La dinasty dei Seragnoli

Stefano Fossati

E’ quasi una sorpresa, quando ci si imbatte nel nome di Isabella Seragnoli al ventunesimo posto della classifica di Forbes dei più ricchi d’Italia. Troppo lontana dai riflettori delle cronache, troppo restia a concedere interviste e a frequentare i salotti mondani rispetto ai “colleghi” Ferrero, Armani, Berlusconi o Elkann. Eppure l’imprenditrice bolognese, 77 anni il prossimo 23 dicembre, è la più importante erede di una dinastia industriale che ha segnato la storia felsinea di gran parte del Novecento, a capo di un gruppo, Coesia, che nel 2020 ha fatturato 1,7 miliardi di euro.

Passione per lo sport

Anche a Bologna, del resto, il Seragnoli più popolare è stato per anni il cugino Giorgio, “l’Emiro”, patron di quella Fortitudo che, fra gli anni Novanta e i primi Duemila, fu tra le protagoniste assolute del basket italiano. Per risalire alle origini della storia imprenditoriale dei Seragnoli, tuttavia, più che alla pallacanestro bisogna guardare a un altro sport popolarissimo in Emilia: il motociclismo.
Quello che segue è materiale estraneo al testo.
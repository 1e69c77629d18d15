use axum::{extract::State, Json};
use image::DynamicImage;
use tracing::debug;

use super::dto::{CaptionImageRequest, CaptionImageResponse};
use super::fetch::fetch_image_bytes;
use crate::api::{error::ApiError, AppState};

pub async fn caption_image(
    State(state): State<AppState>,
    Json(req): Json<CaptionImageRequest>,
) -> Result<Json<CaptionImageResponse>, ApiError> {
    // Fetch and decode failures collapse into one caller-facing error;
    // callers never learn whether the URL, the network, or the bytes were
    // at fault.
    let image = match load_image(&state.http, &req.image_url).await {
        Ok(image) => image,
        Err(err) => {
            debug!("image load failed for {}: {err:#}", req.image_url);
            return Err(ApiError::InvalidImageUrl);
        }
    };

    let caption = state.models.captioner.caption(&image).await?;

    Ok(Json(CaptionImageResponse { caption }))
}

async fn load_image(client: &reqwest::Client, url: &str) -> anyhow::Result<DynamicImage> {
    let bytes = fetch_image_bytes(client, url).await?;
    let image = image::load_from_memory(&bytes)?;
    Ok(image)
}

#[cfg(test)]
mod tests {
    #[test]
    fn garbage_bytes_do_not_decode() {
        assert!(image::load_from_memory(b"definitely not an image").is_err());
    }
}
Era infatti il 1939 quando Enzo Seragnoli, padre di Isabella, rilevò la G.D., casa motociclistica bolognese con un palmares importante sui circuiti italiani ed europei. Fondata nel 1923 dall’ingegnere Guido Dall’Oglio e dall’avvocato Mario Ghilardi, fino al 1930 la G.D. aveva dominato gran parte delle gare alle quali prese parte grazie soprattutto a una 125 cc che, in pista, aveva pochi rivali. Negli anni Trenta i successi della G.D. si fecero più rari e l’azienda si trovò in difficoltà finanziarie. Fino all’acquisizione da parte di Seragnoli, che negli anni della Seconda guerra mondiale lasciò da parte i modelli sportivi e si concentrò su un più pratico motocarro, l’Ursus, e sulla fabbricazione di componenti per le mitragliatrici destinate all’esercito. Per poi rendersi conto, finita la guerra, che tornare alle motociclette sarebbe stato un azzardo: pochi erano i soldi nelle tasche degli italiani e troppe erano le aziende che cercavano di spartirsi il mercato. Di qui, la decisione di cambiare radicalmente rotta, favorita dall’ingresso nella società di Ariosto Seragnoli, cugino di Enzo, ingegnere dalla spiccata creatività con alle spalle un’esperienza nell’Acma (Azionaria Costruzioni Macchine Automatiche), azienda bolognese specializzata nella produzione di macchine automatiche per il packaging.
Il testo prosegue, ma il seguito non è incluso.